4 Aralık 2011 Pazar

Keşanlı Ali Destanı Oyunu Keyifle İzleniyor..


Biraz rötarlı da olsa bu yazımda 10 gün önce İrte ile birlikte gittiğimiz Maslak TİM'deki 'Keşanlı Ali Destanı' oyununun prömiyerinden bahsedeceğim. Öncelikle bu başarılı oyunun sahnelenmesi için emek verenlerden biri olan ve açılış gecesine bizi davet eden sevgili Aylin'e teşekkür ederek yazıma başlayayım. Haldun Taner'in ölümsüz eserinin Sadri Alışık Tiyatrosunun 15. yılı şerefine yeniden sahnelendiği ve yönetmenliğini Ahmet Mümtaz Taylan, başlıca rollerini Songül Öden,Yavuz Bingöl,Kerem Alışık, Mustafa Üstündağ ve Tuba Ünsal'ın üstlendiği bu oyunun ilk gecesine birçok ünlü isim de katıldı. Daha TİM'den içeriye adımımızı attığımız anda kameralar Paşhan Yılmazer'i görüntülüyordu, tam kapının girişinde röportaj yaptıkları için biz de mecburen kameraların önünden geçerek ilerlemek durumunda kaldık. Paşhan'ın bu kadar kısa boylu olduğunu bilmiyordum, şaşırdım açıkçası. Salona girerken bu kez fuaye alanında Selçuk Yöntem (Aşk-ı Memnu dizisinin Adnan beyi)  ile karşılaştık. Yerimize geçtiğimizde hemen önümüzde en ön sırada oturan Çolpan İlhan'ı ve bizimle aynı sırada olup birkaç koltuk ilerde oturan Azra Akın ve yanındaki Arzum Onan'ı gördük.
Azra at kuyruğu yaptığı saçları, sürekli gülümseyen yüzü ve kolsuz siyah bluzu ile çok güzel görünüyordu. Sanırım salondaki en uzun boylu ve en hoş kadındı. Oyunun ilk yarısı bittiğinde fuaye alanında bütün kafalar dönüp dönüp ona bakıyordu. Aman nazar değmesin, Azra Akın ve Kıvanç Tatlıtuğ birbirlerine çok yakışan bir çift gerçekten. 2 gün arayla katıldığım galalarda önce Kıvanç'ın ağbisi, sonra da kız arkadaşıyla aynı ortamda olup da Kıvanç'ı görememek ayrı bir şanssızlıktı tabii! Tiyatroya beraber geldiği bayan arkadaşının gitmesi gerekince Azra da onunla birlikte ayrıldı ve oyunun ikinci bölümünü izleyemedi.

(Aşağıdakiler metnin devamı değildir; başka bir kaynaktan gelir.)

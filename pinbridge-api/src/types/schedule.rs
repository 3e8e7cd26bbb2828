//! Typed view of the per-pin schedule entries stored in the device
//! document.
//!
//! Schedules arrive as JSON maps under `gpioState.<pin>.schedules`.
//! Operators edit them from the companion app, so every field is
//! validated here and malformed entries are reported as
//! `Error::Schema` instead of being applied.

use super::Error;
use crate::Result;
use serde_json::Value;

// Durations are bounded to keep a mistyped value from parking an
// executor for weeks. One day covers every legitimate use.

const MAX_DURATION_MS: u64 = 86_400_000;
const MAX_CYCLES: u64 = 1_000_000;
const MAX_FADE_STEPS: u64 = 10_000;

/// A daily window of local wall-clock time, expressed in minutes
/// since midnight. `start > end` means the window wraps midnight.

#[derive(Debug, Clone, Copy, PartialEq, Eq)]
pub struct TimeWindow {
    pub enabled: bool,
    pub start: u16,
    pub end: u16,
}

impl TimeWindow {
    /// Decides whether the window admits the given minute-of-day.
    ///
    /// A disabled window admits everything. `start == end` is defined
    /// as always open. Minutes equal to `end` are outside the window.

    pub fn admits(&self, minute: u16) -> bool {
        if !self.enabled || self.start == self.end {
            true
        } else if self.start < self.end {
            self.start <= minute && minute < self.end
        } else {
            minute >= self.start || minute < self.end
        }
    }
}

/// Parses a wall-clock `"HH:MM"` string into minutes since midnight.

pub fn parse_hhmm(s: &str) -> Result<u16> {
    let bad = || Error::Schema(format!("bad time of day: '{}'", s));

    match s.split_once(':') {
        Some((hh, mm)) => {
            let hh = hh.parse::<u16>().map_err(|_| bad())?;
            let mm = mm.parse::<u16>().map_err(|_| bad())?;

            if hh < 24 && mm < 60 {
                Ok(hh * 60 + mm)
            } else {
                Err(bad())
            }
        }
        None => Err(bad()),
    }
}

/// Outcome of the most recent run of a schedule. Written back to the
/// document as `schedules.<id>.last_status`.

#[derive(Debug, Clone, Copy, PartialEq, Eq)]
pub enum RunStatus {
    Success,
    SkippedOutOfWindow,
    SupersededByOverride,
    Error,
}

impl RunStatus {
    pub fn as_str(&self) -> &'static str {
        match self {
            RunStatus::Success => "success",
            RunStatus::SkippedOutOfWindow => "skipped_out_of_window",
            RunStatus::SupersededByOverride => "superseded_by_override",
            RunStatus::Error => "error",
        }
    }
}

/// The type-specific portion of a schedule.

#[derive(Debug, Clone, PartialEq, Eq)]
pub enum ScheduleKind {
    /// Drive the pin high for `on_ms`, low for `off_ms`, `cycles`
    /// times. Terminal state is low.
    PwmCycle { cycles: u32, on_ms: u64, off_ms: u64 },

    /// Ramp the PWM duty linearly from `start_duty` to `end_duty`
    /// over `total_ms` in `steps` writes. Requires a PWM-capable pin.
    PwmFade {
        total_ms: u64,
        steps: u32,
        start_duty: u8,
        end_duty: u8,
    },

    /// Toggle the pin `cycles` times with `interval_ms` between
    /// toggles. An even number of toggles, so the pin ends where it
    /// started.
    DigitalToggle { cycles: u32, interval_ms: u64 },

    /// Drive the pin to `state`, hold for `hold_ms`, then drive it
    /// low.
    HoldState { state: bool, hold_ms: u64 },
}

/// One schedule, as configured by the operator.

#[derive(Debug, Clone, PartialEq, Eq)]
pub struct ScheduleSpec {
    pub id: String,
    pub enabled: bool,
    pub window: Option<TimeWindow>,
    pub kind: ScheduleKind,
}

impl ScheduleSpec {
    /// Decides whether this schedule's window admits the given
    /// minute-of-day. A schedule without a window runs
    /// unconditionally.

    pub fn in_window(&self, minute: u16) -> bool {
        self.window.map(|w| w.admits(minute)).unwrap_or(true)
    }

    /// Builds a `ScheduleSpec` from the JSON map stored in the device
    /// document. Unknown `type` values, missing parameters, and
    /// out-of-range values are `Error::Schema`.

    pub fn from_doc(id: &str, doc: &Value) -> Result<ScheduleSpec> {
        let enabled = opt_bool(doc, "enabled")?.unwrap_or(false);
        let window = parse_window(doc.get("time_window"))?;

        let kind = match doc.get("type").and_then(Value::as_str) {
            Some("pwm_cycle") => ScheduleKind::PwmCycle {
                cycles: req_cycles(doc, "cycles")?,
                on_ms: req_duration(doc, "on_duration_ms")?,
                off_ms: req_duration(doc, "off_duration_ms")?,
            },

            Some("pwm_fade") => {
                let steps = req_u64(doc, "steps")?;

                if !(1..=MAX_FADE_STEPS).contains(&steps) {
                    return Err(Error::Schema(String::from(
                        "'steps' out of range",
                    )));
                }

                ScheduleKind::PwmFade {
                    total_ms: req_duration(doc, "total_duration_ms")?,
                    steps: steps as u32,
                    start_duty: opt_duty(doc, "start_duty")?.unwrap_or(0),
                    end_duty: opt_duty(doc, "end_duty")?.unwrap_or(100),
                }
            }

            Some("digital_toggle") => ScheduleKind::DigitalToggle {
                cycles: req_cycles(doc, "cycles")?,
                interval_ms: req_duration(doc, "toggle_interval_ms")?,
            },

            Some("hold_state") => ScheduleKind::HoldState {
                state: req_bool(doc, "state")?,
                hold_ms: req_duration(doc, "hold_duration_ms")?,
            },

            Some(other) => {
                return Err(Error::Schema(format!(
                    "unknown schedule type '{}'",
                    other
                )))
            }
            None => {
                return Err(Error::Schema(String::from(
                    "missing schedule 'type'",
                )))
            }
        };

        Ok(ScheduleSpec {
            id: String::from(id),
            enabled,
            window,
            kind,
        })
    }
}

fn parse_window(v: Option<&Value>) -> Result<Option<TimeWindow>> {
    match v {
        None | Some(Value::Null) => Ok(None),
        Some(Value::Object(_)) => {
            let v = v.unwrap();
            let enabled = opt_bool(v, "enabled")?.unwrap_or(false);
            let start = match v.get("start").and_then(Value::as_str) {
                Some(s) => parse_hhmm(s)?,
                None if enabled => {
                    return Err(Error::Schema(String::from(
                        "time window missing 'start'",
                    )))
                }
                None => 0,
            };
            let end = match v.get("end").and_then(Value::as_str) {
                Some(s) => parse_hhmm(s)?,
                None if enabled => {
                    return Err(Error::Schema(String::from(
                        "time window missing 'end'",
                    )))
                }
                None => 0,
            };

            Ok(Some(TimeWindow {
                enabled,
                start,
                end,
            }))
        }
        Some(_) => {
            Err(Error::Schema(String::from("'time_window' should be a map")))
        }
    }
}

fn req_u64(doc: &Value, key: &str) -> Result<u64> {
    match doc.get(key) {
        Some(v) => v.as_u64().ok_or_else(|| {
            Error::Schema(format!("'{}' should be a non-negative integer", key))
        }),
        None => Err(Error::Schema(format!("missing '{}' parameter", key))),
    }
}

fn req_duration(doc: &Value, key: &str) -> Result<u64> {
    let v = req_u64(doc, key)?;

    if v <= MAX_DURATION_MS {
        Ok(v)
    } else {
        Err(Error::Schema(format!("'{}' out of range", key)))
    }
}

fn req_cycles(doc: &Value, key: &str) -> Result<u32> {
    let v = req_u64(doc, key)?;

    if v <= MAX_CYCLES {
        Ok(v as u32)
    } else {
        Err(Error::Schema(format!("'{}' out of range", key)))
    }
}

fn req_bool(doc: &Value, key: &str) -> Result<bool> {
    match doc.get(key) {
        Some(Value::Bool(b)) => Ok(*b),
        Some(_) => {
            Err(Error::Schema(format!("'{}' should be a boolean", key)))
        }
        None => Err(Error::Schema(format!("missing '{}' parameter", key))),
    }
}

fn opt_bool(doc: &Value, key: &str) -> Result<Option<bool>> {
    match doc.get(key) {
        Some(Value::Bool(b)) => Ok(Some(*b)),
        Some(Value::Null) | None => Ok(None),
        Some(_) => {
            Err(Error::Schema(format!("'{}' should be a boolean", key)))
        }
    }
}

fn opt_duty(doc: &Value, key: &str) -> Result<Option<u8>> {
    match doc.get(key) {
        Some(v) => match v.as_u64() {
            Some(d) if d <= 100 => Ok(Some(d as u8)),
            _ => Err(Error::Schema(format!("'{}' should be 0..100", key))),
        },
        None => Ok(None),
    }
}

Bu arada yakında Azra'yı Show TV'de başlayacak olan 'Muck' isimli dizide şan öğretmeni rolüyle izleyeceğiz ve danstaki şahane performansından sonra sanırım sesini de dinleme imkanı bulacağız.
Salonda Azra Akın'ın yanında oturan Arzum Onan da kıvırcık saçları, sade makyajı ve kıyafeti ile çok hoş ve sempatik görünüyordu. Oyuna verilen arada da yerinden hiç kalkmadı ve yanındakilerle sohbet etti. Hemen arkamızdaki sırada Yücel Erten (Bitmeyen Şarkı dizisindeki Kadir Ağa) ve 3 koltuk yanımızda oyuncu Ayçin İnci Taylan (aynı zamanda yönetmen Ahmet Mümtaz Taylan'ın eşi) vardı. Acaba yanımızdaki koltukta kim oturacak diye beklerken Yılmaz Erdoğan çıkageldi. Oyunun ilk bölümüne bir arkadaşıyla beraber katılırken 2. perdenin başlamasına az bir süre kala eşi Belçim Bilgin Erdoğan ile elele geldiler ve bu kez Belçim Bilgin yanıma oturdu. O akşamdan 2 gün önce 'Dedemin İnsanları' filminin galasında da karşılaştığım Belçim Bilgin'i bu kez çok daha yakından görme ve konuşma şansım oldu. Son derece sempatik bir şekilde merhabalaşıp yerine oturdu, sonra sohbet etmeye başladık.
Nejat İşler ile birlikte başrol oynadığı Keşanlı Ali Destanı dizisinin Aralık ayının ilk haftasında başlayacağını ve bu proje nedeniyle çok heyecanlı olduğunu söyledi (İlgilenenler için dizinin ilk bölümü 10 Aralık Cumartesi akşamı saat 8'de Kanal D'de yayınlanacak). Belçim çok şeker ve güleryüzlü bir insan, oyun boyunca attığı kahkahaları da süperdi. Bu arada Yılmaz Erdoğan'ın da saçı sakalı birbirine karışmıştı, sakaldan neredeyse yüzü görülmeyecek bir durumdaydı. Sanırım Monica Bellucci, Beren Saat ve Belçim Bilgin ile birlikte oynadığı 'Gergedan'ın Son Şiiri' filminde canlandırdığı rol yüzünden böyle geziyor.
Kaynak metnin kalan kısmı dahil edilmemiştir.